Sem olhar para trás, Bruno deixou guardadas caixas de papelão com lembranças familiares em um galpão situado na fazenda do avô. Vinte anos depois, uma tempestade que arrancou parte do telhado do local o fez voltar à sua cidade natal. O documentário registra a redescoberta deste material. E o filme vai além da memória afetiva evocada por objetos, livros e fotos de família.

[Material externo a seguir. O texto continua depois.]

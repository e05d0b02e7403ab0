use crate::entity::Entity;
use crate::treasure::TreasureTable;
use item_core::Item;
use rand::Rng;
use std::sync::Arc;

/// Spoils handed to the victor when a monster is defeated
#[derive(Debug, Clone, Default, PartialEq, Eq)]
pub struct Rewards {
    pub gold: u32,
    pub treasure: Option<Item>,
}

/// A CPU-controlled entity fought in battle
///
/// Monsters are authored once as templates and never fought directly;
/// each encounter uses a [`Monster::spawn`]ed copy. Cloning deep-copies the
/// entity (stats, inventory, outfit) so a copy can consume its items
/// without touching the template. The treasure table is read-only and
/// shared between a template and all of its copies.
#[derive(Debug, Clone)]
pub struct Monster {
    pub entity: Entity,
    message: String,
    gold_ceiling: u32,
    treasures: Arc<TreasureTable>,
}

impl Monster {
    pub fn new(entity: Entity) -> Self {
        Monster {
            entity,
            message: "!!!".to_string(),
            gold_ceiling: 0,
            treasures: Arc::new(TreasureTable::new()),
        }
    }

    /// Battle cry shown when the encounter starts
    pub fn with_message(mut self, message: impl Into<String>) -> Self {
        self.message = message.into();
        self
    }

    /// Maximum (inclusive) gold awarded on defeat
    pub fn with_gold_ceiling(mut self, gold: u32) -> Self {
        self.gold_ceiling = gold;
        self
    }

    pub fn with_treasures(mut self, treasures: TreasureTable) -> Self {
        self.treasures = Arc::new(treasures);
        self
    }

    pub fn name(&self) -> &str {
        &self.entity.name
    }

    pub fn message(&self) -> &str {
        &self.message
    }

    pub fn gold_ceiling(&self) -> u32 {
        self.gold_ceiling
    }

    pub fn treasures(&self) -> &TreasureTable {
        &self.treasures
    }

    /// Sum of all treasure weights
    pub fn total_treasures(&self) -> u32 {
        self.treasures.total_weight()
    }

    /// Produce an independent battle instance of this monster
    pub fn spawn(&self) -> Monster {
        tracing::debug!(monster = %self.entity.name, "spawning battle instance");
        self.clone()
    }

    /// Roll the gold and treasure awarded for defeating this monster
    ///
    /// Gold is uniform over `[0, gold_ceiling]`. At most one treasure is
    /// drawn, weighted by the treasure table. The monster is not modified.
    pub fn sample_rewards<R: Rng>(&self, rng: &mut R) -> Rewards {
        let gold = rng.gen_range(0..=self.gold_ceiling);
        let treasure = self.treasures.sample(rng).cloned();

        tracing::debug!(
            monster = %self.entity.name,
            gold,
            treasure = treasure.as_ref().map(Item::name),
            "rolled rewards"
        );

        Rewards { gold, treasure }
    }
}
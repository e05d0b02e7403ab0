//! Entity - Stats, inventory and outfit of a battle participant

use crate::monster::Rewards;
use crate::EntityError;
use item_core::{Equippable, Gear, Item, ItemEvent, SlotType, Wearer};
use stat_core::StatBlock;
use std::collections::BTreeMap;

/// An item held in an inventory, with how many copies are held
#[derive(Debug, Clone, PartialEq, Eq)]
pub struct InventoryEntry {
    pub item: Item,
    pub count: u32,
}

/// A battle participant (player or monster)
#[derive(Debug, Clone, PartialEq, Eq)]
pub struct Entity {
    pub name: String,
    pub stats: StatBlock,
    /// Items in insertion order, at most one entry per item name
    pub inventory: Vec<InventoryEntry>,
    pub gold: u32,
    /// Names of the commands this entity can issue in battle
    pub battle_commands: Vec<String>,
    pub outfit: BTreeMap<SlotType, Gear>,
}

impl Entity {
    pub fn new(name: impl Into<String>) -> Self {
        Entity {
            name: name.into(),
            stats: StatBlock::default(),
            inventory: Vec::new(),
            gold: 0,
            battle_commands: Vec::new(),
            outfit: BTreeMap::new(),
        }
    }

    pub fn with_stats(mut self, stats: StatBlock) -> Self {
        self.stats = stats;
        self
    }

    pub fn with_gold(mut self, gold: u32) -> Self {
        self.gold = gold;
        self
    }

    pub fn with_battle_commands(mut self, commands: Vec<String>) -> Self {
        self.battle_commands = commands;
        self
    }

    /// Add copies of an item, merging with an existing entry of the same name
    pub fn add_item(&mut self, item: Item, count: u32) {
        if count == 0 {
            return;
        }

        match self
            .inventory
            .iter_mut()
            .find(|entry| entry.item.name() == item.name())
        {
            Some(entry) => entry.count = entry.count.saturating_add(count),
            None => self.inventory.push(InventoryEntry { item, count }),
        }
    }

    /// Remove up to `count` copies of an item; the entry is dropped when none remain
    pub fn remove_item(&mut self, name: &str, count: u32) -> Result<(), EntityError> {
        let index = self.index_of(name)?;
        let entry = &mut self.inventory[index];
        entry.count = entry.count.saturating_sub(count);
        if entry.count == 0 {
            self.inventory.remove(index);
        }
        Ok(())
    }

    pub fn find_item(&self, name: &str) -> Option<&InventoryEntry> {
        self.inventory.iter().find(|entry| entry.item.name() == name)
    }

    /// How many copies of an item are held
    pub fn item_count(&self, name: &str) -> u32 {
        self.find_item(name).map(|entry| entry.count).unwrap_or(0)
    }

    /// Take one copy of an inventory item and wear it
    ///
    /// On failure the inventory, outfit and stats are left as they were.
    pub fn equip_item(&mut self, name: &str) -> Result<ItemEvent, EntityError> {
        let index = self.index_of(name)?;
        let gear = match self.inventory[index].item.clone().into_gear() {
            Ok(gear) => gear,
            Err(_) => return Err(EntityError::NotEquippable(name.to_string())),
        };

        let event = gear.equip(self)?;
        self.remove_item(name, 1)?;
        Ok(event)
    }

    /// Take off whatever is worn in a slot, returning it to the inventory
    pub fn unequip_item(&mut self, slot: SlotType) -> Result<ItemEvent, EntityError> {
        let gear = self
            .outfit
            .get(&slot)
            .cloned()
            .ok_or(EntityError::SlotEmpty(slot))?;
        gear.unequip(self)?.ok_or(EntityError::SlotEmpty(slot))
    }

    /// Use an inventory item on a target
    pub fn use_item(&self, name: &str, target: &Entity) -> Result<ItemEvent, EntityError> {
        let entry = self
            .find_item(name)
            .ok_or_else(|| self.not_found(name))?;
        Ok(entry.item.use_on(self, target))
    }

    /// Credit the spoils of a won battle
    pub fn collect_rewards(&mut self, rewards: Rewards) {
        self.gold = self.gold.saturating_add(rewards.gold);
        if let Some(treasure) = rewards.treasure {
            tracing::debug!(entity = %self.name, item = treasure.name(), "received treasure");
            self.add_item(treasure, 1);
        }
    }

    fn index_of(&self, name: &str) -> Result<usize, EntityError> {
        self.inventory
            .iter()
            .position(|entry| entry.item.name() == name)
            .ok_or_else(|| self.not_found(name))
    }

    fn not_found(&self, name: &str) -> EntityError {
        EntityError::ItemNotFound {
            entity: self.name.clone(),
            item: name.to_string(),
        }
    }
}

impl Wearer for Entity {
    fn name(&self) -> &str {
        &self.name
    }

    fn stats(&self) -> &StatBlock {
        &self.stats
    }

    fn set_stats(&mut self, stats: StatBlock) {
        self.stats = stats;
    }

    fn outfit_slot(&self, slot: SlotType) -> Option<&Gear> {
        self.outfit.get(&slot)
    }

    fn put_outfit_slot(&mut self, slot: SlotType, gear: Gear) -> Option<Gear> {
        self.outfit.insert(slot, gear)
    }

    fn take_outfit_slot(&mut self, slot: SlotType) -> Option<Gear> {
        self.outfit.remove(&slot)
    }

    fn add_item(&mut self, item: Item, count: u32) {
        Entity::add_item(self, item, count);
    }
}
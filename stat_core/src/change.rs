//! StatChange - The fixed delta a piece of gear applies while worn

use crate::stat::{Stat, StatBlock};
use crate::StatError;
use serde::{Deserialize, Serialize};

/// Signed adjustment for each stat gear may touch
///
/// A `None` entry leaves the stat alone. `Hp` is not part of the
/// equippable set and is ignored by [`apply_stat_change`].
#[derive(Debug, Clone, Copy, Default, PartialEq, Eq, Serialize, Deserialize)]
#[serde(default)]
pub struct StatChange {
    pub attack: Option<i32>,
    pub defense: Option<i32>,
    pub agility: Option<i32>,
    pub max_hp: Option<i32>,
}

impl StatChange {
    /// Create an empty change
    pub fn new() -> Self {
        StatChange::default()
    }

    /// Builder-style setter
    pub fn with(mut self, stat: Stat, delta: i32) -> Self {
        match stat {
            Stat::Attack => self.attack = Some(delta),
            Stat::Defense => self.defense = Some(delta),
            Stat::Agility => self.agility = Some(delta),
            Stat::MaxHp => self.max_hp = Some(delta),
            Stat::Hp => {}
        }
        self
    }

    /// Delta for a stat, if this change touches it
    pub fn get(&self, stat: Stat) -> Option<i32> {
        match stat {
            Stat::Attack => self.attack,
            Stat::Defense => self.defense,
            Stat::Agility => self.agility,
            Stat::MaxHp => self.max_hp,
            Stat::Hp => None,
        }
    }

    /// True when no stat is touched
    pub fn is_empty(&self) -> bool {
        Stat::EQUIPPABLE.iter().all(|s| self.get(*s).is_none())
    }
}

/// Direction a StatChange is applied in
#[derive(Debug, Clone, Copy, PartialEq, Eq)]
pub enum Sign {
    /// Add the delta (equipping)
    Apply,
    /// Subtract the delta (unequipping)
    Revert,
}

impl Sign {
    fn shift(self, value: i32, delta: i32) -> Option<i32> {
        match self {
            Sign::Apply => value.checked_add(delta),
            Sign::Revert => value.checked_sub(delta),
        }
    }
}

/// Apply a stat change to a block, returning the adjusted block
///
/// Walks [`Stat::EQUIPPABLE`] uniformly. Results are not clamped, but a
/// result outside the `i32` range is an error and `stats` is left as-is.
// TODO: decide whether defense/agility should floor at zero once gear with
// negative deltas ships; hp above max_hp after a max_hp revert is also left as-is.
pub fn apply_stat_change(
    stats: &StatBlock,
    change: &StatChange,
    sign: Sign,
) -> Result<StatBlock, StatError> {
    let mut adjusted = *stats;
    for stat in Stat::EQUIPPABLE {
        if let Some(delta) = change.get(stat) {
            let value = adjusted.get_mut(stat);
            *value = sign.shift(*value, delta).ok_or(StatError::Overflow {
                stat,
                value: *value,
                delta,
            })?;
        }
    }
    Ok(adjusted)
}

#[cfg(test)]
mod tests {
    use super::*;
    use proptest::prelude::*;

    #[test]
    fn test_apply_adds_listed_stats_only() {
        let stats = StatBlock::new(10, 2, 2, 2);
        let change = StatChange::new()
            .with(Stat::Attack, 3)
            .with(Stat::MaxHp, 5);

        let result = apply_stat_change(&stats, &change, Sign::Apply).unwrap();

        assert_eq!(result.attack, 5);
        assert_eq!(result.max_hp, 15);
        assert_eq!(result.defense, 2);
        assert_eq!(result.agility, 2);
        // Current health is never touched by gear
        assert_eq!(result.hp, 10);
    }

    #[test]
    fn test_revert_subtracts() {
        let stats = StatBlock::new(10, 2, 2, 2);
        let change = StatChange::new().with(Stat::Defense, 4);

        let result = apply_stat_change(&stats, &change, Sign::Revert).unwrap();
        assert_eq!(result.defense, -2);
    }

    #[test]
    fn test_hp_is_not_equippable() {
        let change = StatChange::new().with(Stat::Hp, 50);
        assert!(change.is_empty());
        assert_eq!(change.get(Stat::Hp), None);
    }

    #[test]
    fn test_negative_delta_unclamped() {
        let stats = StatBlock::new(10, 1, 1, 1);
        let cursed = StatChange::new().with(Stat::Agility, -5);

        let result = apply_stat_change(&stats, &cursed, Sign::Apply).unwrap();
        assert_eq!(result.agility, -4);
    }

    #[test]
    fn test_overflow_is_an_error() {
        let stats = StatBlock::new(10, i32::MAX, 1, 1);
        let ring = StatChange::new().with(Stat::Attack, 1);

        assert_eq!(
            apply_stat_change(&stats, &ring, Sign::Apply),
            Err(StatError::Overflow {
                stat: Stat::Attack,
                value: i32::MAX,
                delta: 1,
            })
        );
    }

    #[test]
    fn test_revert_underflow_is_an_error() {
        let stats = StatBlock::new(10, 1, 1, 1);
        let change = StatChange::new().with(Stat::Defense, i32::MIN);

        // Subtracting i32::MIN cannot be represented
        assert!(matches!(
            apply_stat_change(&stats, &change, Sign::Revert),
            Err(StatError::Overflow { stat: Stat::Defense, .. })
        ));
    }

    #[test]
    fn test_parse_stat_change() {
        let toml = r#"
attack = 2
defense = -1
"#;
        let change: StatChange = toml::from_str(toml).unwrap();
        assert_eq!(change.attack, Some(2));
        assert_eq!(change.defense, Some(-1));
        assert_eq!(change.agility, None);
    }

    fn arb_change() -> impl Strategy<Value = StatChange> {
        (
            proptest::option::of(-100i32..100),
            proptest::option::of(-100i32..100),
            proptest::option::of(-100i32..100),
            proptest::option::of(-100i32..100),
        )
            .prop_map(|(attack, defense, agility, max_hp)| StatChange {
                attack,
                defense,
                agility,
                max_hp,
            })
    }

    proptest! {
        #[test]
        fn apply_then_revert_is_identity(
            max_hp in -1000i32..1000,
            attack in -1000i32..1000,
            defense in -1000i32..1000,
            agility in -1000i32..1000,
            change in arb_change(),
        ) {
            let stats = StatBlock::new(max_hp, attack, defense, agility);
            let applied = apply_stat_change(&stats, &change, Sign::Apply).unwrap();
            let restored = apply_stat_change(&applied, &change, Sign::Revert).unwrap();
            prop_assert_eq!(restored, stats);
        }
    }
}
use crate::ContentError;
use item_core::Item;
use rand::Rng;

/// One candidate reward and its share of the distribution
#[derive(Debug, Clone, PartialEq, Eq)]
pub struct Treasure {
    pub item: Item,
    pub weight: u32,
}

/// Weighted list of candidate rewards
///
/// `total_weight` always equals the sum of entry weights; it is recomputed
/// in full on every structural change.
#[derive(Debug, Clone, Default, PartialEq, Eq)]
pub struct TreasureTable {
    entries: Vec<Treasure>,
    total_weight: u32,
}

impl TreasureTable {
    /// Create an empty table (never yields treasure)
    pub fn new() -> Self {
        Self::default()
    }

    /// Build a table from (item, weight) pairs, keeping their order
    pub fn from_entries(
        entries: impl IntoIterator<Item = (Item, u32)>,
    ) -> Result<Self, ContentError> {
        let entries: Vec<Treasure> = entries
            .into_iter()
            .map(|(item, weight)| Treasure { item, weight })
            .collect();
        let total_weight = sum_weights(&entries)?;
        Ok(TreasureTable {
            entries,
            total_weight,
        })
    }

    /// Append an entry at the end of the table
    pub fn push(&mut self, item: Item, weight: u32) -> Result<(), ContentError> {
        self.entries.push(Treasure { item, weight });
        match sum_weights(&self.entries) {
            Ok(total) => {
                self.total_weight = total;
                Ok(())
            }
            Err(e) => {
                self.entries.pop();
                Err(e)
            }
        }
    }

    pub fn entries(&self) -> &[Treasure] {
        &self.entries
    }

    pub fn total_weight(&self) -> u32 {
        self.total_weight
    }

    /// True when sampling can never produce treasure
    pub fn is_empty(&self) -> bool {
        self.total_weight == 0
    }

    /// Item whose bucket contains `index`
    ///
    /// `[0, total_weight)` is split into contiguous buckets in table order,
    /// each as wide as its entry's weight. Zero-weight entries own no bucket.
    pub fn select(&self, index: u32) -> Option<&Item> {
        let mut total = 0u32;
        for entry in &self.entries {
            total += entry.weight;
            if index < total {
                return Some(&entry.item);
            }
        }
        None
    }

    /// Draw a treasure, or `None` if the table carries no weight
    pub fn sample<R: Rng>(&self, rng: &mut R) -> Option<&Item> {
        if self.total_weight == 0 {
            return None;
        }

        let index = rng.gen_range(0..self.total_weight);
        self.select(index)
    }
}

fn sum_weights(entries: &[Treasure]) -> Result<u32, ContentError> {
    entries.iter().try_fold(0u32, |total, entry| {
        total
            .checked_add(entry.weight)
            .ok_or(ContentError::WeightOverflow)
    })
}
//! Prelude module for convenient imports
//!
//! ```rust
//! use stat_core::prelude::*;
//! ```

pub use crate::change::{apply_stat_change, Sign, StatChange};
pub use crate::stat::{Stat, StatBlock};
pub use crate::StatError;
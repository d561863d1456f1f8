//! OpenAPI bridge - exposes HTTP APIs described by an interface-description
//! document as schema-validated tools
//!
//! Each operation becomes one tool whose arguments are checked against a JSON
//! Schema assembled from the operation's parameters and request body. Calls
//! are turned into authenticated HTTP requests and the responses are rendered
//! back as text or, for binary payloads, base64 envelopes.

pub mod config;
pub mod error;
pub mod mcp;
pub mod registry;
pub mod routing;
pub mod startup;
pub mod utils;

pub use config::{BridgeConfig, Credentials};
pub use error::{BridgeError, Result};
pub use mcp::{ToolHost, ToolRegistry, ToolResult};
pub use registry::{ApiDocument, Operation, RegistrarOptions, ToolRegistrar};
pub use routing::{HttpTransport, InvocationContext, ReqwestTransport};

/// Version information
pub const VERSION: &str = env!("CARGO_PKG_VERSION");

/// Default configuration file name
pub const DEFAULT_CONFIG_FILE: &str = "openapi-bridge.yaml";
//! Error types and handling for the OpenAPI bridge

use thiserror::Error;

/// Result type alias for bridge operations
pub type Result<T> = std::result::Result<T, BridgeError>;

/// Main error type for the OpenAPI bridge
///
/// Upstream HTTP failures and argument validation failures are *not* errors at
/// this level: they are returned to the caller as error tool results. Only
/// configuration, request construction and transport problems surface here.
#[derive(Error, Debug)]
pub enum BridgeError {
    /// Configuration errors
    #[error("Configuration error: {message}")]
    Config { message: String },

    /// Registration errors
    #[error("Registry error: {message}")]
    Registry { message: String },

    /// Validation schema errors (schema could not be compiled, etc.)
    #[error("Validation error: {message}")]
    Validation { message: String },

    /// Outbound request could not be assembled (bad base URL, bad header, ...)
    #[error("Request construction error: {message}")]
    RequestBuild { message: String },

    /// Transport level failures (network, DNS, timeout)
    #[error("Transport error: {message}")]
    Transport { message: String },

    /// A credential could not be placed on the wire
    #[error("Authentication error: {message}")]
    Auth { message: String },

    /// Tool lookup errors at the hosting layer
    #[error("Tool not found: {name}")]
    ToolNotFound { name: String },

    /// IO errors
    #[error("IO error: {0}")]
    Io(#[from] std::io::Error),

    /// Serialization errors
    #[error("Serialization error: {0}")]
    Serde(#[from] serde_json::Error),

    /// YAML parsing errors
    #[error("YAML parsing error: {0}")]
    Yaml(#[from] serde_yaml::Error),

    /// HTTP client errors
    #[error("HTTP client error: {0}")]
    Http(#[from] reqwest::Error),
}

impl BridgeError {
    /// Create a configuration error
    pub fn config<S: Into<String>>(message: S) -> Self {
        Self::Config {
            message: message.into(),
        }
    }

    /// Create a registry error
    pub fn registry<S: Into<String>>(message: S) -> Self {
        Self::Registry {
            message: message.into(),
        }
    }

    /// Create a validation error
    pub fn validation<S: Into<String>>(message: S) -> Self {
        Self::Validation {
            message: message.into(),
        }
    }

    /// Create a request construction error
    pub fn request_build<S: Into<String>>(message: S) -> Self {
        Self::RequestBuild {
            message: message.into(),
        }
    }

    /// Create a transport error
    pub fn transport<S: Into<String>>(message: S) -> Self {
        Self::Transport {
            message: message.into(),
        }
    }

    /// Create a timeout error (using transport error type)
    pub fn timeout<S: Into<String>>(message: S) -> Self {
        Self::Transport {
            message: format!("Timeout: {}", message.into()),
        }
    }

    /// Create an authentication error
    pub fn auth<S: Into<String>>(message: S) -> Self {
        Self::Auth {
            message: message.into(),
        }
    }

    /// Create a tool-not-found error
    pub fn tool_not_found<S: Into<String>>(name: S) -> Self {
        Self::ToolNotFound { name: name.into() }
    }

    /// Whether the failure happened on the wire rather than while building the call
    pub fn is_transport(&self) -> bool {
        matches!(self, BridgeError::Transport { .. } | BridgeError::Http(_))
    }

    /// Get the error category for logging
    pub fn category(&self) -> &'static str {
        match self {
            BridgeError::Config { .. } => "config",
            BridgeError::Registry { .. } => "registry",
            BridgeError::Validation { .. } => "validation",
            BridgeError::RequestBuild { .. } => "request_build",
            BridgeError::Transport { .. } => "transport",
            BridgeError::Auth { .. } => "auth",
            BridgeError::ToolNotFound { .. } => "tool_not_found",
            BridgeError::Io(_) => "io",
            BridgeError::Serde(_) => "serialization",
            BridgeError::Yaml(_) => "yaml",
            BridgeError::Http(_) => "http",
        }
    }
}

impl From<url::ParseError> for BridgeError {
    fn from(e: url::ParseError) -> Self {
        BridgeError::request_build(format!("Invalid URL: {}", e))
    }
}

#[cfg(test)]
mod tests {
    use super::*;

    #[test]
    fn test_error_categories() {
        assert_eq!(BridgeError::config("x").category(), "config");
        assert_eq!(BridgeError::request_build("x").category(), "request_build");
        assert_eq!(BridgeError::timeout("slow").category(), "transport");
        assert!(BridgeError::timeout("slow").is_transport());
        assert!(!BridgeError::request_build("bad").is_transport());
        assert_eq!(BridgeError::auth("bad header").category(), "auth");
    }

    #[test]
    fn test_url_parse_error_is_request_build() {
        let err: BridgeError = url::Url::parse("not a url").unwrap_err().into();
        assert!(matches!(err, BridgeError::RequestBuild { .. }));
        assert!(err.to_string().contains("Invalid URL"));
    }
}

A narrativa vai também ao encontro de pessoas que marcaram a infância do cineasta e de suas atuais realidades, trazendo à tona questões urgentes e emblemáticas do Brasil contemporâneo, como o etarismo, a especulação imobiliária, a homofobia e o conservadorismo.

O diretor interage com quatro personagens distintos, começando por uma velha professora de francês que toca um piano desafinado em uma pequena casa cercada de árvores. Ela luta para manter sua casa contra as construtoras que querem demoli-la para a construção de um prédio. Um homem vive há mais de 40 anos em uma fazenda isolada, que dizem ser mal assombrada. Um grupo de freiras conduz rigidamente uma escola, em especial uma delas, cuja transferência para outra localidade causa revolta na cidade. E um jovem gay sofre bullying e agressões por não conseguir esconder sua natureza, revidando e afirmando sua existência contra tudo e todos.

"As memórias deles são parte da minha história, e registrar as nossas conversas é uma forma de lhes dar voz", afirma Bruno. "Não é apenas uma forma de contar a minha história, mas sim  a de contar a nossa história através da voz deles", conclui. 5 Casas teve sua première mundial no maior festival de documentários do mundo, o Festival Internacional de Documentários de Amsterdã (IDFA), passando por vários festivais como o Biografilm (Itália), o Queer Lisboa (Portugal), o Cinélatino (França), e o Festival de Viña del Mar (Chile), onde recebeu o prêmio de melhor longa documental.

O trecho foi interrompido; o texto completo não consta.